## Exercise description
Tell me how many lines in the data include "Debug", and keep the reply to that number.

## Stored data
:::
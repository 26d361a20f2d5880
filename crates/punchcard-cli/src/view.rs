//! Rendered form of a shift and the status decision made about it.

use crate::output::{Renderable, pretty_kv, pretty_section};
use chrono::NaiveDate;
use punchcard_core::{Classification, Reason, Reconciliation, Segment, Shift, Status};
use serde::Serialize;
use std::io::{self, Write};

#[derive(Debug, Serialize)]
pub struct ShiftView {
    pub shift_id: String,
    pub employee_id: String,
    pub date: NaiveDate,
    /// Status to show: a held break, otherwise the canonical status.
    pub status: Status,
    pub stored_status: Status,
    pub canonical_status: Status,
    pub reason: Reason,
    #[serde(skip_serializing_if = "Option::is_none")]
    pub outcome: Option<&'static str>,
    pub total_duration: f64,
    pub last_end_time: Option<String>,
    pub segments: Vec<Segment>,
    #[serde(skip_serializing_if = "Option::is_none")]
    pub warning: Option<String>,
}

impl ShiftView {
    /// View of a shift that was only classified.
    pub fn classified(shift: &Shift, classification: &Classification) -> Self {
        let canonical = classification.status;
        let status = if shift.status.agrees_with(canonical) {
            shift.status
        } else {
            canonical
        };
        Self {
            shift_id: shift.shift_id.clone(),
            employee_id: shift.employee_id.clone(),
            date: shift.date,
            status,
            stored_status: shift.status,
            canonical_status: canonical,
            reason: classification.reason,
            outcome: None,
            total_duration: shift.total_duration,
            last_end_time: shift.last_end_time.clone(),
            segments: shift.segments.clone(),
            warning: classification.error.as_ref().map(ToString::to_string),
        }
    }

    pub fn reconciled(result: &Reconciliation) -> Self {
        let shift = &result.shift;
        let warning = result
            .write_error()
            .map(ToString::to_string)
            .or_else(|| result.calculation_error.as_ref().map(ToString::to_string));
        Self {
            shift_id: shift.shift_id.clone(),
            employee_id: shift.employee_id.clone(),
            date: shift.date,
            status: result.display_status(),
            stored_status: result.stored,
            canonical_status: result.canonical,
            reason: result.reason,
            outcome: Some(result.outcome.as_str()),
            total_duration: shift.total_duration,
            last_end_time: shift.last_end_time.clone(),
            segments: shift.segments.clone(),
            warning,
        }
    }
}

fn segment_line(segment: &Segment) -> String {
    match (&segment.end_time, segment.duration) {
        (Some(end), Some(hours)) => {
            format!("#{} {} - {}  {hours:.2}h", segment.segment_id, segment.start_time, end)
        }
        (Some(end), None) => format!("#{} {} - {}", segment.segment_id, segment.start_time, end),
        (None, _) => format!("#{} {} - open", segment.segment_id, segment.start_time),
    }
}

impl Renderable for ShiftView {
    fn render_human(&self, w: &mut dyn Write) -> io::Result<()> {
        pretty_section(w, &self.shift_id)?;
        pretty_kv(w, "Employee", &self.employee_id)?;
        pretty_kv(w, "Date", self.date.to_string())?;
        if self.stored_status == self.status {
            pretty_kv(w, "Status", self.status.as_str())?;
        } else {
            pretty_kv(
                w,
                "Status",
                format!("{} (stored {})", self.status, self.stored_status),
            )?;
        }
        pretty_kv(w, "Reason", self.reason.as_str())?;
        pretty_kv(w, "Hours", format!("{:.2}", self.total_duration))?;
        pretty_kv(w, "Last end", self.last_end_time.as_deref().unwrap_or("-"))?;
        if let Some(outcome) = self.outcome {
            pretty_kv(w, "Outcome", outcome)?;
        }
        for (idx, segment) in self.segments.iter().enumerate() {
            let key = if idx == 0 { "Segments" } else { "" };
            pretty_kv(w, key, segment_line(segment))?;
        }
        if let Some(warning) = &self.warning {
            pretty_kv(w, "Warning", warning)?;
        }
        Ok(())
    }

    fn render_table(&self, w: &mut dyn Write) -> io::Result<()> {
        writeln!(
            w,
            "{}  {}  {}  {}  {:.2}  {}",
            self.shift_id,
            self.employee_id,
            self.date,
            self.status,
            self.total_duration,
            self.outcome.unwrap_or("-"),
        )
    }

    fn table_headers() -> &'static [&'static str] {
        &["SHIFT", "EMPLOYEE", "DATE", "STATUS", "HOURS", "OUTCOME"]
    }
}
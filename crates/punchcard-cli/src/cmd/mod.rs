//! Command handlers and the per-invocation session they share.

pub mod breaks;
pub mod clock;
pub mod completions;
pub mod init;
pub mod list;
pub mod reconcile;
pub mod status;

use crate::output::{CliError, OutputMode, render_error};
use chrono::{NaiveDate, NaiveDateTime};
use clap::Args;
use punchcard_core::clock::parse_date;
use punchcard_core::config::{PROJECT_DIR, ProjectConfig, load_project_config};
use punchcard_core::db::{DB_FILE_NAME, SqliteShiftStore};
use punchcard_core::{
    ErrorCode, ParseError, Reconciler, Reconciliation, Shift, ShiftStore, StoreError, WallTime,
};
use std::fmt;
use std::path::Path;

/// Marker for an error that has already been rendered to the user.
#[derive(Debug)]
pub struct Reported(pub ErrorCode);

impl fmt::Display for Reported {
    fn fmt(&self, f: &mut fmt::Formatter<'_>) -> fmt::Result {
        write!(f, "{} {}", self.0.code(), self.0.message())
    }
}

impl std::error::Error for Reported {}

/// Render `message` under `code` and return an error that main will not
/// print again.
pub fn fail(output: OutputMode, code: ErrorCode, message: impl Into<String>) -> anyhow::Error {
    render_error(output, &CliError::from_code(code, message)).ok();
    Reported(code).into()
}

/// Arguments selecting one employee's shift.
#[derive(Args, Debug)]
pub struct ShiftArgs {
    /// Employee identifier.
    pub employee: String,

    /// Shift date as YYYY-MM-DD (default: the date of `--now`).
    #[arg(long)]
    pub date: Option<String>,
}

/// Parse a `--now` value: `YYYY-MM-DD HH:MM`, optionally with seconds and
/// a `T` separator.
pub fn parse_now(raw: &str) -> Result<NaiveDateTime, ParseError> {
    const FORMATS: [&str; 4] = [
        "%Y-%m-%d %H:%M",
        "%Y-%m-%dT%H:%M",
        "%Y-%m-%d %H:%M:%S",
        "%Y-%m-%dT%H:%M:%S",
    ];
    let trimmed = raw.trim();
    FORMATS
        .iter()
        .find_map(|fmt| NaiveDateTime::parse_from_str(trimmed, fmt).ok())
        .ok_or_else(|| ParseError::InvalidTimeFormat {
            value: raw.to_string(),
            reason: "expected YYYY-MM-DD HH:MM",
        })
}

/// An opened project: config, store and the instant every decision uses.
pub struct Session {
    pub config: ProjectConfig,
    pub store: SqliteShiftStore,
    pub now: NaiveDateTime,
    pub output: OutputMode,
}

impl Session {
    /// Open the project under `root`.
    ///
    /// # Errors
    ///
    /// Renders and returns `E1001` when the project is not initialized,
    /// `E1002` for a bad config, or `E5001` if the database cannot be opened.
    pub fn open(root: &Path, now: NaiveDateTime, output: OutputMode) -> anyhow::Result<Self> {
        let dir = root.join(PROJECT_DIR);
        if !dir.is_dir() {
            return Err(fail(
                output,
                ErrorCode::NotInitialized,
                format!("no {PROJECT_DIR}/ directory in {}", root.display()),
            ));
        }

        let config = load_project_config(root)
            .map_err(|err| fail(output, ErrorCode::ConfigParseError, format!("{err:#}")))?;
        let store = SqliteShiftStore::open(&dir.join(DB_FILE_NAME), config.store.timeout())
            .map_err(|err| fail(output, ErrorCode::StoreFailure, format!("{err:#}")))?;

        Ok(Self {
            config,
            store,
            now,
            output,
        })
    }

    pub fn reconciler(&self) -> Reconciler<'_, SqliteShiftStore> {
        Reconciler::new(&self.store).with_comparator(self.config.comparator())
    }

    /// The `--date` value, defaulting to today.
    pub fn shift_date(&self, raw: Option<&str>) -> anyhow::Result<NaiveDate> {
        raw.map_or(Ok(self.now.date()), |value| {
            parse_date(value).map_err(|err| self.parse_error(&err))
        })
    }

    /// The `--at` value, defaulting to the current minute.
    pub fn wall_time(&self, raw: Option<&str>) -> anyhow::Result<WallTime> {
        raw.map_or_else(
            || Ok(WallTime::from_naive(self.now.time())),
            |value| WallTime::parse(value).map_err(|err| self.parse_error(&err)),
        )
    }

    /// Load a shift that must exist.
    pub fn require_shift(&self, args: &ShiftArgs) -> anyhow::Result<Shift> {
        let date = self.shift_date(args.date.as_deref())?;
        match self.store.get_shift(&args.employee, date) {
            Ok(Some(shift)) => Ok(shift),
            Ok(None) => Err(fail(
                self.output,
                ErrorCode::ShiftNotFound,
                format!("no shift for '{}' on {date}", args.employee),
            )),
            Err(err) => Err(self.store_error(&err)),
        }
    }

    pub fn store_error(&self, err: &StoreError) -> anyhow::Error {
        fail(self.output, err.code(), err.to_string())
    }

    fn parse_error(&self, err: &ParseError) -> anyhow::Error {
        fail(self.output, err.code(), err.to_string())
    }

    /// Turn a failed corrective write into an exit failure once the
    /// result itself has been shown.
    pub fn check_written(&self, result: &Reconciliation) -> anyhow::Result<()> {
        match result.write_error() {
            Some(err) => Err(self.store_error(err)),
            None => Ok(()),
        }
    }
}

#[cfg(test)]
mod tests {
    use super::*;

    #[test]
    fn parse_now_accepts_common_shapes() {
        let expected = NaiveDate::from_ymd_opt(2024, 3, 18)
            .and_then(|d| d.and_hms_opt(21, 48, 0))
            .expect("valid");
        assert_eq!(parse_now("2024-03-18 21:48"), Ok(expected));
        assert_eq!(parse_now("2024-03-18T21:48"), Ok(expected));
        assert_eq!(parse_now(" 2024-03-18 21:48:00 "), Ok(expected));
    }

    #[test]
    fn parse_now_rejects_garbage() {
        let err = parse_now("yesterday").expect_err("not a datetime");
        assert_eq!(err.code(), ErrorCode::InvalidTimeFormat);
        assert!(parse_now("2024-03-18 25:00").is_err());
    }

    #[test]
    fn reported_displays_code() {
        let err = Reported(ErrorCode::ShiftNotFound);
        assert_eq!(err.to_string(), "E2001 Shift not found");
    }
}
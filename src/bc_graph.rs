// Bank network data model
//
// A fixed set of named banks and their directed exposure relationships.
// The id set is frozen at construction and every graph is validated before
// use; all cascade behavior lives in bc_engine. Maps are insertion-ordered
// so that enumeration, and therefore the event log, is reproducible.

use indexmap::IndexMap;
use rand::rngs::StdRng;
use rand::{Rng, SeedableRng};

use crate::bc_interface::BankId;

/// Errors detected while assembling a bank graph
#[derive(Debug, Clone, PartialEq, Eq)]
pub enum GraphError {
    /// An exposure references a bank that is not part of the graph
    DanglingExposure { bank: BankId, target: BankId },

    /// A bank holds an exposure to itself
    SelfExposure { bank: BankId },
}

/// One node of the network
#[derive(Debug, Clone, PartialEq)]
pub struct Bank {
    /// Signed balance; starts positive, may go negative transiently while
    /// shocks are applied before bankruptcy is declared
    pub balance: f64,

    /// Directed exposures: key is the counterparty this bank has extended
    /// credit or funding to, value is the nonnegative amount
    pub exposures: IndexMap<BankId, f64>,

    /// Monotonic per run: once true, never reset
    pub bankrupt: bool,
}

impl Bank {
    pub fn new(balance: f64) -> Self {
        Self {
            balance,
            exposures: IndexMap::new(),
            bankrupt: false,
        }
    }

    pub fn with_exposures(balance: f64, exposures: IndexMap<BankId, f64>) -> Self {
        Self {
            balance,
            exposures,
            bankrupt: false,
        }
    }
}

/// The full network: bank id -> bank, id set fixed at construction.
///
/// `clone()` produces a fully independent deep copy (balances, bankruptcy
/// flags and exposure maps are all copied by value), so sweep trials never
/// share mutable state.
#[derive(Debug, Clone, PartialEq)]
pub struct BankGraph {
    banks: IndexMap<BankId, Bank>,
}

impl BankGraph {
    /// Validate and wrap an assembled bank map.
    ///
    /// Every exposure target must exist in the graph and no bank may be
    /// exposed to itself.
    pub fn from_banks(banks: IndexMap<BankId, Bank>) -> Result<Self, GraphError> {
        for (id, bank) in &banks {
            for target in bank.exposures.keys() {
                if target == id {
                    return Err(GraphError::SelfExposure { bank: id.clone() });
                }
                if !banks.contains_key(target) {
                    return Err(GraphError::DanglingExposure {
                        bank: id.clone(),
                        target: target.clone(),
                    });
                }
            }
        }

        Ok(Self { banks })
    }

    pub fn builder() -> GraphBuilder {
        GraphBuilder::new()
    }

    /// Ring of `n` banks named "1".."n", each splitting `total_exposure`
    /// over its two ring neighbours.
    pub fn ring(n: usize, balance: f64, total_exposure: f64) -> Result<Self, GraphError> {
        let mut banks = IndexMap::new();
        let share = total_exposure / 2.0;

        for i in 0..n {
            let mut exposures = IndexMap::new();
            let prev = (i + n - 1) % n;
            let next = (i + 1) % n;
            *exposures.entry(name_of(next)).or_insert(0.0) += share;
            *exposures.entry(name_of(prev)).or_insert(0.0) += share;
            banks.insert(name_of(i), Bank::with_exposures(balance, exposures));
        }

        Self::from_banks(banks)
    }

    /// Fully connected mesh of `n` banks named "1".."n", each splitting
    /// `total_exposure` evenly over the `n - 1` others.
    pub fn complete(n: usize, balance: f64, total_exposure: f64) -> Result<Self, GraphError> {
        let mut banks = IndexMap::new();

        for i in 0..n {
            let mut exposures = IndexMap::new();
            if n > 1 {
                let share = total_exposure / (n - 1) as f64;
                for j in 0..n {
                    if j != i {
                        exposures.insert(name_of(j), share);
                    }
                }
            }
            banks.insert(name_of(i), Bank::with_exposures(balance, exposures));
        }

        Self::from_banks(banks)
    }

    /// Randomised network of `n` banks named "1".."n". Each bank draws its
    /// balance and its aggregate exposure from the given inclusive ranges
    /// and splits the exposure evenly over `neighbors` distinct random
    /// counterparties. `neighbors` is capped at `n - 1`. A fixed seed makes
    /// generation reproducible.
    pub fn randomized(
        n: usize,
        balance_range: (f64, f64),
        exposure_range: (f64, f64),
        neighbors: usize,
        seed: Option<[u8; 32]>,
    ) -> Result<Self, GraphError> {
        let mut rng = match seed {
            Some(seed) => StdRng::from_seed(seed),
            None => StdRng::from_entropy(),
        };

        let neighbors = neighbors.min(n.saturating_sub(1));
        let mut banks = IndexMap::new();

        for i in 0..n {
            let balance = rng.gen_range(balance_range.0..=balance_range.1);
            let total_exposure = rng.gen_range(exposure_range.0..=exposure_range.1);

            let mut exposures = IndexMap::new();
            if neighbors > 0 {
                let share = total_exposure / neighbors as f64;
                while exposures.len() < neighbors {
                    let j = rng.gen_range(0..n);
                    if j != i {
                        exposures.entry(name_of(j)).or_insert(share);
                    }
                }
            }
            banks.insert(name_of(i), Bank::with_exposures(balance, exposures));
        }

        Self::from_banks(banks)
    }

    pub fn bank(&self, id: &str) -> Option<&Bank> {
        self.banks.get(id)
    }

    pub(crate) fn bank_mut(&mut self, id: &str) -> Option<&mut Bank> {
        self.banks.get_mut(id)
    }

    pub fn contains(&self, id: &str) -> bool {
        self.banks.contains_key(id)
    }

    /// All banks in insertion order
    pub fn banks(&self) -> impl Iterator<Item = (&BankId, &Bank)> {
        self.banks.iter()
    }

    pub fn ids(&self) -> impl Iterator<Item = &BankId> {
        self.banks.keys()
    }

    /// A bank's directed exposures in insertion order
    pub fn exposures_of(&self, id: &str) -> Option<impl Iterator<Item = (&BankId, f64)>> {
        self.banks
            .get(id)
            .map(|bank| bank.exposures.iter().map(|(target, amount)| (target, *amount)))
    }

    pub fn len(&self) -> usize {
        self.banks.len()
    }

    pub fn is_empty(&self) -> bool {
        self.banks.is_empty()
    }

    pub fn bankrupt_count(&self) -> usize {
        self.banks.values().filter(|bank| bank.bankrupt).count()
    }

    /// Sum of all balances, bankrupt banks included
    pub fn total_balance(&self) -> f64 {
        self.banks.values().map(|bank| bank.balance).sum()
    }
}

fn name_of(index: usize) -> BankId {
    (index + 1).to_string()
}

/// Fluent assembly of a bank graph, validated on `build`.
///
/// Both endpoints of an exposure must have been declared with `bank` before
/// `build` is called.
pub struct GraphBuilder {
    banks: IndexMap<BankId, Bank>,
    exposures: Vec<(BankId, BankId, f64)>,
}

impl GraphBuilder {
    pub fn new() -> Self {
        Self {
            banks: IndexMap::new(),
            exposures: Vec::new(),
        }
    }

    pub fn bank(mut self, id: impl Into<BankId>, balance: f64) -> Self {
        self.banks.insert(id.into(), Bank::new(balance));
        self
    }

    pub fn exposure(mut self, from: impl Into<BankId>, to: impl Into<BankId>, amount: f64) -> Self {
        self.exposures.push((from.into(), to.into(), amount));
        self
    }

    pub fn build(mut self) -> Result<BankGraph, GraphError> {
        for (from, to, amount) in self.exposures {
            match self.banks.get_mut(&from) {
                Some(bank) => {
                    *bank.exposures.entry(to).or_insert(0.0) += amount;
                }
                None => {
                    return Err(GraphError::DanglingExposure { bank: from, target: to });
                }
            }
        }

        BankGraph::from_banks(self.banks)
    }
}

impl Default for GraphBuilder {
    fn default() -> Self {
        Self::new()
    }
}

#[cfg(test)]
mod tests {
    use super::*;

    fn two_bank_graph() -> BankGraph {
        BankGraph::builder()
            .bank("a", 1000.0)
            .bank("b", 1500.0)
            .exposure("a", "b", 400.0)
            .build()
            .unwrap()
    }

    // ========================================================================
    // Validation
    // ========================================================================

    #[test]
    fn test_dangling_exposure_rejected() {
        let result = BankGraph::builder()
            .bank("a", 1000.0)
            .exposure("a", "missing", 100.0)
            .build();

        assert_eq!(
            result,
            Err(GraphError::DanglingExposure {
                bank: "a".to_string(),
                target: "missing".to_string(),
            })
        );
    }

    #[test]
    fn test_exposure_from_undeclared_bank_rejected() {
        let result = BankGraph::builder()
            .bank("a", 1000.0)
            .exposure("ghost", "a", 100.0)
            .build();

        assert!(matches!(result, Err(GraphError::DanglingExposure { .. })));
    }

    #[test]
    fn test_self_exposure_rejected() {
        let result = BankGraph::builder()
            .bank("a", 1000.0)
            .exposure("a", "a", 100.0)
            .build();

        assert_eq!(result, Err(GraphError::SelfExposure { bank: "a".to_string() }));
    }

    #[test]
    fn test_repeated_exposure_accumulates() {
        let graph = BankGraph::builder()
            .bank("a", 1000.0)
            .bank("b", 1000.0)
            .exposure("a", "b", 100.0)
            .exposure("a", "b", 250.0)
            .build()
            .unwrap();

        assert_eq!(graph.bank("a").unwrap().exposures["b"], 350.0);
    }

    // ========================================================================
    // Topologies
    // ========================================================================

    #[test]
    fn test_ring_topology() {
        let graph = BankGraph::ring(5, 1000.0, 5000.0).unwrap();

        assert_eq!(graph.len(), 5);
        for (id, bank) in graph.banks() {
            assert_eq!(bank.balance, 1000.0);
            assert_eq!(bank.exposures.len(), 2, "bank {} should have 2 neighbours", id);
            assert_eq!(bank.exposures.values().sum::<f64>(), 5000.0);
        }

        // bank "1" is exposed to its ring neighbours "2" and "5"
        let one = graph.bank("1").unwrap();
        assert_eq!(one.exposures["2"], 2500.0);
        assert_eq!(one.exposures["5"], 2500.0);
    }

    #[test]
    fn test_two_bank_ring_collapses_to_pair() {
        // both neighbour slots point at the single other bank
        let graph = BankGraph::ring(2, 1000.0, 5000.0).unwrap();
        assert_eq!(graph.bank("1").unwrap().exposures["2"], 5000.0);
        assert_eq!(graph.bank("2").unwrap().exposures["1"], 5000.0);
    }

    #[test]
    fn test_one_bank_ring_is_invalid() {
        assert_eq!(
            BankGraph::ring(1, 1000.0, 5000.0),
            Err(GraphError::SelfExposure { bank: "1".to_string() })
        );
    }

    #[test]
    fn test_complete_topology() {
        let graph = BankGraph::complete(5, 1000.0, 10000.0).unwrap();

        assert_eq!(graph.len(), 5);
        for (_, bank) in graph.banks() {
            assert_eq!(bank.exposures.len(), 4);
            for amount in bank.exposures.values() {
                assert_eq!(*amount, 2500.0);
            }
        }
    }

    #[test]
    fn test_randomized_topology_is_seed_reproducible() {
        let seed = Some([7u8; 32]);
        let first =
            BankGraph::randomized(8, (1000.0, 2000.0), (2000.0, 10000.0), 3, seed).unwrap();
        let second =
            BankGraph::randomized(8, (1000.0, 2000.0), (2000.0, 10000.0), 3, seed).unwrap();
        assert_eq!(first, second);
    }

    #[test]
    fn test_randomized_topology_respects_ranges() {
        let graph =
            BankGraph::randomized(8, (1000.0, 2000.0), (2000.0, 10000.0), 3, Some([1u8; 32]))
                .unwrap();

        assert_eq!(graph.len(), 8);
        for (id, bank) in graph.banks() {
            assert!(bank.balance >= 1000.0 && bank.balance <= 2000.0);
            assert_eq!(bank.exposures.len(), 3);
            assert!(!bank.exposures.contains_key(id));

            let total: f64 = bank.exposures.values().sum();
            assert!(total >= 2000.0 - 1e-6 && total <= 10000.0 + 1e-6);
        }
    }

    #[test]
    fn test_randomized_neighbor_count_capped_at_n_minus_one() {
        let graph =
            BankGraph::randomized(3, (1000.0, 1000.0), (5000.0, 5000.0), 10, Some([2u8; 32]))
                .unwrap();

        for (_, bank) in graph.banks() {
            assert_eq!(bank.exposures.len(), 2);
        }
    }

    #[test]
    fn test_enumeration_is_insertion_ordered() {
        let graph = BankGraph::ring(5, 1000.0, 5000.0).unwrap();
        let ids: Vec<&BankId> = graph.ids().collect();
        assert_eq!(ids, vec!["1", "2", "3", "4", "5"]);
    }

    // ========================================================================
    // Clone isolation
    // ========================================================================

    #[test]
    fn test_clone_is_deeply_independent() {
        let source = two_bank_graph();
        let mut cloned = source.clone();

        {
            let bank = cloned.bank_mut("a").unwrap();
            bank.balance = -500.0;
            bank.bankrupt = true;
            bank.exposures.insert("b".to_string(), 9999.0);
        }

        let original = source.bank("a").unwrap();
        assert_eq!(original.balance, 1000.0);
        assert!(!original.bankrupt);
        assert_eq!(original.exposures["b"], 400.0);
    }

    #[test]
    fn test_totals() {
        let graph = two_bank_graph();
        assert_eq!(graph.total_balance(), 2500.0);
        assert_eq!(graph.bankrupt_count(), 0);
    }
}
use log::info;
use simple_logger::SimpleLogger;

use bc_rust::{stress_test, BankGraph, CascadePolicy, Coefficients, NoOpSink};

// Reference run: five banks in a ring with panic withdrawals enabled, the
// configuration the interactive demo ships with.
fn main() {
    SimpleLogger::new().init().unwrap();

    info!("starting");

    let balance = 1000.0; // starting balance of each bank
    let total_exposure = 5000.0; // aggregate exposure per bank, split over neighbours
    let panic_rate = 0.7;
    let lambda = 0.5;

    let graph = BankGraph::ring(5, balance, total_exposure).expect("reference ring is valid");
    let coefficients = Coefficients {
        lambda_c: lambda,
        lambda_f: lambda,
        panic_enabled: true,
        panic_rate,
    };

    println!(
        "stress test: bank 1 declared bankrupt (lambda_c = {:.2}, lambda_f = {:.2}, p = {:.2}, panic = {})",
        coefficients.lambda_c, coefficients.lambda_f, coefficients.panic_rate, coefficients.panic_enabled
    );

    let outcome = stress_test(
        graph,
        coefficients,
        CascadePolicy::default(),
        "1",
        &mut NoOpSink,
    )
    .expect("bank 1 exists in the reference ring");

    for record in &outcome.events {
        println!("{:>3}  {}", record.round, record.event);
    }

    println!("stress test complete");

    info!(
        "done. {} of {} banks failed in {} rounds, {} events, {:.2} total balance remaining",
        outcome.bankrupt_count,
        outcome.graph.len(),
        outcome.rounds,
        outcome.events.len(),
        outcome.graph.total_balance()
    );
}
:::
## Solution for this exercise
6